_To do_
Lines to return, exactly: from the line with "mod sections;" to the line with "let replacement = match" in the entries below, both included.
++++++++
//! HTML output. Every writer appends to a `String` and propagates `fmt::Error`.

mod document;
mod sections;

use std::fmt;

pub use document::{mount_error_document, render_document, DocumentShell, NavLink};
pub use sections::{CallToAction, HeroConfig};
pub(crate) use sections::{
    render_about, render_biography, render_certifications, render_contact, render_education,
    render_experience, render_hero, render_newsletter, render_projects, render_research,
    render_testimonials,
};

/// Displays the wrapped text with HTML metacharacters escaped.
#[derive(Debug, Clone, Copy)]
pub struct Escaped<'a>(pub &'a str);

impl fmt::Display for Escaped<'_> {
    fn fmt(&self, f: &mut fmt::Formatter<'_>) -> fmt::Result {
        let mut rest = self.0;
        while let Some(index) = rest.find(['&', '<', '>', '"', '\'']) {
            f.write_str(&rest[..index])?;
            let replacement = match rest.as_bytes()[index] {
                b'&' => "&amp;",
                b'<' => "&lt;",
                b'>' => "&gt;",
                b'"' => "&quot;",
                _ => "&#39;",
            };
            f.write_str(replacement)?;
            rest = &rest[index + 1..];
        }
        f.write_str(rest)
    }
}

pub fn escape_html(raw: &str) -> String {
    Escaped(raw).to_string()
}

#[cfg(test)]
mod tests {
    use super::*;

    #[test]
    fn escapes_markup_and_quotes() {
        assert_eq!(
            escape_html(r#"<a href="x">Tom & Jerry's</a>"#),
            "&lt;a href=&quot;x&quot;&gt;Tom &amp; Jerry&#39;s&lt;/a&gt;"
        );
    }

    #[test]
    fn leaves_unicode_untouched() {
        assert_eq!(escape_html("Researcher • Tomás"), "Researcher • Tomás");
    }
}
++++++++
_Response to the exercise_
mod sections;

use std::fmt;

pub use document::{mount_error_document, render_document, DocumentShell, NavLink};
pub use sections::{CallToAction, HeroConfig};
pub(crate) use sections::{
    render_about, render_biography, render_certifications, render_contact, render_education,
    render_experience, render_hero, render_newsletter, render_projects, render_research,
    render_testimonials,
};

/// Displays the wrapped text with HTML metacharacters escaped.
#[derive(Debug, Clone, Copy)]
pub struct Escaped<'a>(pub &'a str);

impl fmt::Display for Escaped<'_> {
    fn fmt(&self, f: &mut fmt::Formatter<'_>) -> fmt::Result {
        let mut rest = self.0;
        while let Some(index) = rest.find(['&', '<', '>', '"', '\'']) {
            f.write_str(&rest[..index])?;
            let replacement = match rest.as_bytes()[index] {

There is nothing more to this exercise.